First college district in Southern California to pilot training program with roots in 2018 wildfires

0
3764
Photos SBCCD: Jesus Romero, left, and Boaz Van Huekelem graduated from SBCCD's 200-hour training program to enter one of California's most hazardous jobs.
Local Advertisement

Nine students graduated at the San Bernardino Community College District after training for a career that few people would even be willing to try.

Basically, it involves handling a chainsaw while maneuvering around fully grown trees near utility lines. No problem, right? Not for San Bernardino resident Jesus Romero, 25, who said he likes the idea of working in a tree because it sets him apart.

“Your office is outside,” he said after the graduation ceremony. “I don’t know how other people see it, but as long as I’m outside, that is enough for me.”

In their 200 hours of training, class instructors set about “getting students comfortable with heights, with firmly attaching themselves, with moving about, and with rescues of other workers,” said William Burley, the lead trainer and an employee of Mowbray’s Tree Service in San Bernardino, one of the employers for the new graduates.

Local Advertisement

Safety is paramount, Burley said, since statistics show that this can be one of California’s most hazardous jobs. But someone has to prevent forest fires, right? So high-quality training is the priority. 

The San Bernardino Community College District agreed to lead the Southern California portion of the training for utility/arborists. At the same time, Butte-Glenn Community College District teaches Northern California classes. 

The collaboration has its roots in the trauma of November 2018, when a fire ripped through the mountain town of Paradise and the neighboring communities of Butte Creek, Magalia, and Concow in Butte County. In just six hours, the blaze burned 95% of the town’s buildings and eventually killed 85 people. Sparking utility equipment started the fire. 
California lawmakers voted on a series of laws that will mean stricter standards for utilities and more attention to the way trees and utility lines intersect. Governor Gavin Newsom announced $75 million in state investments to implement new protocols. Pacific Gas & Electric, a major utility company, agreed to pay $6 million to support the training of 3,000 newly skilled utility/arborists across ten community colleges in California. 

The trainees graduate as interns with jobs waiting for them to earn their hours and progress through the profession. In the beginning, they will make about $21 per hour. After 18 months, they can be certified as a Utility/Arborist. 
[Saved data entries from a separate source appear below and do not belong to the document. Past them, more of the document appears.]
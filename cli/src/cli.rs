// SPDX-FileCopyrightText: 2025-2026 Zexin Yuan <aim@yzx9.xyz>
//
// SPDX-License-Identifier: Apache-2.0

use std::{error::Error, ffi::OsString, io, path::PathBuf};

use clap::{ArgMatches, Command, ValueHint, arg, builder::styling, crate_version, value_parser};
use colored::Colorize;
use tracing_subscriber::EnvFilter;

use crate::cmd_analyze::{CmdGaps, CmdIntersect};
use crate::cmd_generate_completion::CmdGenerateCompletion;
use crate::cmd_timeframe::{CmdDates, CmdMonths, CmdParse};
use crate::config::parse_config;
use crate::util::{arg_verbose, get_verbose};

/// Name of the binary, also used for the config directory.
pub const APP_NAME: &str = "timeframe";

/// Run the timeframe command-line interface.
pub fn run() -> Result<(), Box<dyn Error>> {
    let cli = match Cli::parse() {
        Ok(cli) => cli,
        Err(e) => {
            eprintln!("{} {}", "Error:".red(), e);
            std::process::exit(2);
        }
    };

    init_tracing(cli.verbose);
    if let Err(e) = cli.run() {
        eprintln!("{} {}", "Error:".red(), e);
        std::process::exit(1);
    }
    Ok(())
}

/// Logs go to stderr. `RUST_LOG` takes precedence over `--verbose`.
fn init_tracing(verbose: bool) {
    let default = if verbose { "debug" } else { "warn" };
    let filter = EnvFilter::try_from_default_env().unwrap_or_else(|_| EnvFilter::new(default));
    let result = tracing_subscriber::fmt()
        .with_env_filter(filter)
        .with_writer(io::stderr)
        .try_init();
    if let Err(e) = result {
        eprintln!("{} failed to install logger: {}", "Warning:".yellow(), e);
    }
}

/// Command-line interface
#[derive(Debug)]
pub struct Cli {
    /// Path to the configuration file
    pub config: Option<PathBuf>,

    /// Whether to show debug logs
    pub verbose: bool,

    /// The command to execute
    pub command: Commands,
}

impl Cli {
    /// Create the command-line interface
    pub fn command() -> Command {
        const STYLES: styling::Styles = styling::Styles::styled()
            .header(styling::AnsiColor::Green.on_default().bold())
            .usage(styling::AnsiColor::Green.on_default().bold())
            .literal(styling::AnsiColor::Blue.on_default().bold())
            .placeholder(styling::AnsiColor::Cyan.on_default());

        Command::new(APP_NAME)
            .about("Parse, inspect and compare timeframes, half-open date intervals.")
            .author("Zexin Yuan <aim@yzx9.xyz>")
            .version(crate_version!())
            .styles(STYLES)
            .subcommand_required(true)
            .arg_required_else_help(true)
            .arg(
                arg!(-c --config [CONFIG] "Path to the configuration file")
                    .long_help(
                        "\
Path to the configuration file. Defaults to $TIMEFRAME_CONFIG, then to \
$XDG_CONFIG_HOME/timeframe/config.toml on Linux and MacOS, \
%APPDATA%/timeframe/config.toml on Windows.",
                    )
                    .value_parser(value_parser!(PathBuf))
                    .value_hint(ValueHint::FilePath),
            )
            .arg(arg_verbose())
            .subcommand(CmdParse::command())
            .subcommand(CmdMonths::command())
            .subcommand(CmdDates::command())
            .subcommand(CmdGaps::command())
            .subcommand(CmdIntersect::command())
            .subcommand(CmdGenerateCompletion::command())
    }

    /// Parse the command-line arguments
    pub fn parse() -> Result<Self, Box<dyn Error>> {
        let commands = Self::command();
        let matches = commands.get_matches();
        Self::from(&matches)
    }

    /// Parse the specified arguments
    pub fn try_parse_from<I, T>(args: I) -> Result<Self, Box<dyn Error>>
    where
        I: IntoIterator<Item = T>,
        T: Into<OsString> + Clone,
    {
        let commands = Self::command();
        let matches = commands.try_get_matches_from(args)?;
        Self::from(&matches)
    }

    /// Create a CLI instance from the `ArgMatches`
    pub fn from(matches: &ArgMatches) -> Result<Self, Box<dyn Error>> {
        use Commands::{Dates, GenerateCompletion, Gaps, Intersect, Months, Parse};
        let command = match matches.subcommand() {
            Some((CmdParse::NAME, matches)) => Parse(CmdParse::from(matches)),
            Some((CmdMonths::NAME, matches)) => Months(CmdMonths::from(matches)),
            Some((CmdDates::NAME, matches)) => Dates(CmdDates::from(matches)),
            Some((CmdGaps::NAME, matches)) => Gaps(CmdGaps::from(matches)),
            Some((CmdIntersect::NAME, matches)) => Intersect(CmdIntersect::from(matches)),
            Some((CmdGenerateCompletion::NAME, matches)) => {
                GenerateCompletion(CmdGenerateCompletion::from(matches))
            }
            Some((name, _)) => return Err(format!("Unknown command: {name}").into()),
            None => return Err("No command given".into()),
        };

        let config = matches.get_one("config").cloned();
        let verbose = get_verbose(matches);
        Ok(Cli {
            config,
            verbose,
            command,
        })
    }

    /// Run the command, writing its output to stdout
    pub fn run(self) -> Result<(), Box<dyn Error>> {
        self.command.run(self.config, &mut io::stdout().lock())
    }
}

/// The commands available in the CLI
#[derive(Debug, Clone)]
pub enum Commands {
    /// Print canonical forms
    Parse(CmdParse),

    /// Split into months
    Months(CmdMonths),

    /// List dates
    Dates(CmdDates),

    /// Show uncovered parts
    Gaps(CmdGaps),

    /// Show the overlap of two timeframes
    Intersect(CmdIntersect),

    /// Generate shell completion
    GenerateCompletion(CmdGenerateCompletion),
}

impl Commands {
    /// Run the command, loading the configuration file only if it is needed
    #[rustfmt::skip]
    pub fn run(self, config: Option<PathBuf>, out: &mut impl io::Write) -> Result<(), Box<dyn Error>> {
        use Commands::{Dates, GenerateCompletion, Gaps, Intersect, Months, Parse};
        let load = || {
            tracing::debug!("parsing configuration...");
            parse_config(config)
        };
        match self {
            Parse(a)              => a.run(&load()?, out),
            Months(a)             => a.run(&load()?, out),
            Dates(a)              => a.run(&load()?, out),
            Gaps(a)               => a.run(&load()?, out),
            Intersect(a)          => a.run(&load()?, out),
            GenerateCompletion(a) => a.run(out),
        }
    }
}
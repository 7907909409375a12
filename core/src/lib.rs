// SPDX-FileCopyrightText: 2025-2026 Zexin Yuan <aim@yzx9.xyz>
//
// SPDX-License-Identifier: Apache-2.0

//! Half-open date intervals ("timeframes") and their algebra.
//!
//! A [`Timeframe`] spans the calendar days from an inclusive start date to an
//! exclusive end date. It supports containment checks, intersection, cropping,
//! gap analysis over sets of covering timeframes, and month/year subdivision.
//!
//! ```
//! use jiff::civil::date;
//! use timeframe_core::Timeframe;
//!
//! let year = Timeframe::of_year(2009).unwrap();
//! let march = Timeframe::of_month(2009, 3).unwrap();
//! assert_eq!(march.days(), 31);
//! assert!(year.contains(&march));
//! assert!(year.contains(&date(2009, 12, 31)));
//! assert_eq!(year.to_string(), "2009-01-01/2010-01-01");
//! ```

#![warn(
    trivial_casts,
    trivial_numeric_casts,
    missing_copy_implementations,
    missing_debug_implementations,
    missing_docs,
    unsafe_code,
    unstable_features,
    unused_import_braces,
    unused_qualifications,
    clippy::dbg_macro,
    clippy::indexing_slicing,
    clippy::pedantic
)]
// Allow certain clippy lints that are too restrictive for this crate
#![allow(clippy::similar_names, clippy::single_match_else)]

mod algebra;
mod config;
mod error;
mod iter;
mod timeframe;
mod wire;

pub use crate::algebra::Gaps;
pub use crate::config::{Config, YearBoundary};
pub use crate::error::{Error, Result};
pub use crate::iter::{Dates, FirstDaysOfMonths};
pub use crate::timeframe::{Timeframe, Within};
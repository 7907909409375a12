// SPDX-FileCopyrightText: 2025-2026 Zexin Yuan <aim@yzx9.xyz>
//
// SPDX-License-Identifier: Apache-2.0

//! Parsers for the date and time tokens of an ISO 8601 interval side.

use std::borrow::Cow;

use chumsky::Parser;
use chumsky::error::RichPattern;
use chumsky::extra::ParserExtra;
use chumsky::label::LabelError;
use chumsky::prelude::*;
use jiff::civil::{Date, Time};
use jiff::tz::Offset;
use timeframe_core::{Error, Result};

/// Time of day with an optional UTC offset, as written in an interval side.
#[derive(Debug, Clone, Copy, PartialEq, Eq)]
pub struct ClockTime {
    /// Civil time of day.
    pub time: Time,

    /// Offset from UTC, `Some(Offset::UTC)` for a trailing `Z`.
    pub offset: Option<Offset>,
}

#[derive(Debug, Clone, Copy, PartialEq, Eq)]
enum Expected {
    Date,
    Time,
    Offset,
}

impl From<Expected> for RichPattern<'_, char> {
    fn from(expected: Expected) -> Self {
        match expected {
            Expected::Date => Self::Label(Cow::Borrowed("invalid date")),
            Expected::Time => Self::Label(Cow::Borrowed("invalid time")),
            Expected::Offset => Self::Label(Cow::Borrowed("utc offset out of range")),
        }
    }
}

/// Parses a calendar date in extended (`YYYY-MM-DD`) or basic (`YYYYMMDD`) form.
///
/// ## Errors
///
/// Returns [`Error::Parse`] if the token is malformed or names a day that
/// does not exist.
pub fn parse_date(src: &str) -> Result<Date> {
    date::<'_, _, extra::Err<Rich<'_, char>>>()
        .parse(src)
        .into_result()
        .map_err(|errs| Error::Parse(render("date", src, &errs)))
}

/// Parses a time of day, `hh[:mm[:ss[.fff]]]` with an optional zone suffix.
///
/// ## Errors
///
/// Returns [`Error::Parse`] if the token is malformed.
pub fn parse_time(src: &str) -> Result<ClockTime> {
    clock_time::<'_, _, extra::Err<Rich<'_, char>>>()
        .parse(src)
        .into_result()
        .map_err(|errs| Error::Parse(render("time", src, &errs)))
}

/// Parses the exact canonical `YYYY-MM-DD/YYYY-MM-DD` form into its bounds.
pub(crate) fn parse_canonical(src: &str) -> Option<(Date, Date)> {
    extended_date::<'_, _, extra::Err<Rich<'_, char>>>()
        .then_ignore(just('/'))
        .then(extended_date())
        .parse(src)
        .into_result()
        .ok()
}

fn render(what: &str, src: &str, errs: &[Rich<'_, char>]) -> String {
    let reasons: Vec<String> = errs.iter().map(ToString::to_string).collect();
    format!("invalid {what} `{src}`: {}", reasons.join("; "))
}

/// Format Definition:
///
/// ```txt
/// date          = date-extended / date-basic
/// date-extended = date-fullyear "-" date-month "-" date-mday
/// date-basic    = date-fullyear date-month date-mday
/// ```
fn date<'src, I, E>() -> impl Parser<'src, I, Date, E>
where
    I: Input<'src, Token = char, Span = SimpleSpan>,
    E: ParserExtra<'src, I>,
    E::Error: LabelError<'src, I, Expected>,
{
    let basic = date_fullyear()
        .then(date_month())
        .then(date_mday())
        .try_map(|((year, month), day), span| {
            Date::new(year, month, day)
                .map_err(|_| E::Error::expected_found([Expected::Date], None, span))
        });

    choice((extended_date(), basic))
}

fn extended_date<'src, I, E>() -> impl Parser<'src, I, Date, E>
where
    I: Input<'src, Token = char, Span = SimpleSpan>,
    E: ParserExtra<'src, I>,
    E::Error: LabelError<'src, I, Expected>,
{
    date_fullyear()
        .then_ignore(just('-'))
        .then(date_month())
        .then_ignore(just('-'))
        .then(date_mday())
        .try_map(|((year, month), day), span| {
            Date::new(year, month, day)
                .map_err(|_| E::Error::expected_found([Expected::Date], None, span))
        })
}

fn date_fullyear<'src, I, E>() -> impl Parser<'src, I, i16, E> + Copy
where
    I: Input<'src, Token = char, Span = SimpleSpan>,
    E: ParserExtra<'src, I>,
{
    i16_0_9()
        .then(i16_0_9())
        .then(i16_0_9())
        .then(i16_0_9())
        .map(|(((a, b), c), d)| 1000 * a + 100 * b + 10 * c + d)
}

fn date_month<'src, I, E>() -> impl Parser<'src, I, i8, E> + Copy
where
    I: Input<'src, Token = char, Span = SimpleSpan>,
    E: ParserExtra<'src, I>,
{
    choice((
        just('0').ignore_then(i8_1_9()),
        just('1').ignore_then(i8_0_2()).map(|b| 10 + b),
    ))
}

fn date_mday<'src, I, E>() -> impl Parser<'src, I, i8, E> + Copy
where
    I: Input<'src, Token = char, Span = SimpleSpan>,
    E: ParserExtra<'src, I>,
{
    choice((
        just('0').ignore_then(i8_1_9()),
        i8_1_2().then(i8_0_9()).map(|(a, b)| 10 * a + b),
        just('3').ignore_then(i8_0_1()).map(|b| 30 + b),
    ))
}

/// Format Definition:
///
/// ```txt
/// time      = time-hour [[":"] time-minute [[":"] time-second [time-frac]]] [time-zone]
/// time-frac = ("." / ",") 1*9DIGIT
/// time-zone = "Z" / ("+" / "-") time-hour [[":"] time-minute]
/// ```
fn clock_time<'src, I, E>() -> impl Parser<'src, I, ClockTime, E>
where
    I: Input<'src, Token = char, Span = SimpleSpan>,
    E: ParserExtra<'src, I>,
    E::Error: LabelError<'src, I, Expected>,
{
    let fraction = select! { c @ ('.' | ',') => c }
        .ignore_then(
            select! { c @ '0'..='9' => c }
                .repeated()
                .at_least(1)
                .at_most(9)
                .collect::<String>(),
        )
        .try_map(|digits, span| {
            // right-pad to nanoseconds, at most 9 digits so it always fits
            lexical::parse::<i32, _>(format!("{digits:0<9}"))
                .map_err(|_| E::Error::expected_found([Expected::Time], None, span))
        });

    let second = just(':')
        .or_not()
        .ignore_then(time_second())
        .then(fraction.or_not());
    let minute = just(':')
        .or_not()
        .ignore_then(time_minute())
        .then(second.or_not());

    time_hour()
        .then(minute.or_not())
        .try_map(|(hour, rest), span| {
            let (minute, second) = rest.unwrap_or((0, None));
            let (second, nanos) = second.unwrap_or((0, None));
            Time::new(hour, minute, second, nanos.unwrap_or(0))
                .map_err(|_| E::Error::expected_found([Expected::Time], None, span))
        })
        .then(time_zone().or_not())
        .map(|(time, offset)| ClockTime { time, offset })
}

fn time_zone<'src, I, E>() -> impl Parser<'src, I, Offset, E>
where
    I: Input<'src, Token = char, Span = SimpleSpan>,
    E: ParserExtra<'src, I>,
    E::Error: LabelError<'src, I, Expected>,
{
    let numeric = select! { c @ ('+' | '-') => c }
        .then(time_hour())
        .then(just(':').or_not().ignore_then(time_minute()).or_not())
        .try_map(|((sign, hour), minute), span| {
            let seconds = i32::from(hour) * 3600 + i32::from(minute.unwrap_or(0)) * 60;
            let seconds = if sign == '-' { -seconds } else { seconds };
            Offset::from_seconds(seconds)
                .map_err(|_| E::Error::expected_found([Expected::Offset], None, span))
        });

    choice((just('Z').to(Offset::UTC), numeric))
}

fn time_hour<'src, I, E>() -> impl Parser<'src, I, i8, E> + Copy
where
    I: Input<'src, Token = char, Span = SimpleSpan>,
    E: ParserExtra<'src, I>,
{
    choice((
        i8_0_1().then(i8_0_9()).map(|(a, b)| 10 * a + b),
        just('2').ignore_then(i8_0_3()).map(|b| 20 + b),
    ))
}

fn time_minute<'src, I, E>() -> impl Parser<'src, I, i8, E> + Copy
where
    I: Input<'src, Token = char, Span = SimpleSpan>,
    E: ParserExtra<'src, I>,
{
    i8_0_5().then(i8_0_9()).map(|(a, b)| 10 * a + b)
}

fn time_second<'src, I, E>() -> impl Parser<'src, I, i8, E> + Copy
where
    I: Input<'src, Token = char, Span = SimpleSpan>,
    E: ParserExtra<'src, I>,
{
    time_minute()
}

macro_rules! define_digit_select {
    ($fname:ident : $ty:ty => { $($ch:literal),+ $(,)? }) => {
        #[allow(trivial_numeric_casts, clippy::cast_lossless, clippy::char_lit_as_u8, clippy::cast_possible_wrap)]
        const fn $fname<'src, I, E>() -> impl Parser<'src, I, $ty, E> + Copy
        where
            I: Input<'src, Token = char, Span = SimpleSpan>,
            E: ParserExtra<'src, I>,
        {
            select! {
                $(
                    $ch => (($ch as u8 - b'0') as $ty),
                )+
            }
        }
    };
}

define_digit_select!(i8_0_1 : i8 => { '0', '1' });
define_digit_select!(i8_0_2 : i8 => { '0', '1', '2' });
define_digit_select!(i8_0_3 : i8 => { '0', '1', '2', '3' });
define_digit_select!(i8_0_5 : i8 => { '0', '1', '2', '3', '4', '5' });
define_digit_select!(i8_0_9 : i8 => { '0', '1', '2', '3', '4', '5', '6', '7', '8', '9' });
define_digit_select!(i8_1_2 : i8 => { '1', '2' });
define_digit_select!(i8_1_9 : i8 => { '1', '2', '3', '4', '5', '6', '7', '8', '9' });
define_digit_select!(i16_0_9 : i16 => { '0', '1', '2', '3', '4', '5', '6', '7', '8', '9' });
The nine students in San Bernardino decked out in bright orange and yellow vests and COVID-19 masks, received certificates Friday, Feb. 26, with in-person congratulations from their instructors and online kudos from administrators and trustees from the San Bernardino Community College District. 

Quoting basketball great Michael Jordan, Assemblymember Eloise Reyes congratulated students for seeking a career that calls for a lot of skill. “You must expect great things of yourself before you can do them,” she said. “Now it is up to you to share your story and how you overcame your obstacles. I will share your story in Sacramento.”

Other partners contributed to the kudos, including the Utility Arborist Association, the Tree Care Industry Association, IBEW Local 47, Mowbray’s Tree Services, North American Training Solutions, California Conservation Corps, and SoCal Edison.  

“We admire you for the work you will do,” said Dr. Anne Viricel, chair of the SBCCD Board of Trustees. She said her late husband was a wildland firefighter. “I know how important arborists are to keeping firefighters safe.”

SBCCD Director of Workforce Development Deanna Krehbiel said this is an educational collaboration that will keep communities safer from wildfire. There will be more classes of students coming through the San Bernardino Community College District and going out to work for utility companies and others who try to manage the interface between trees and electrical wires. 

“You did it!” she said to the graduates. “This was all you!”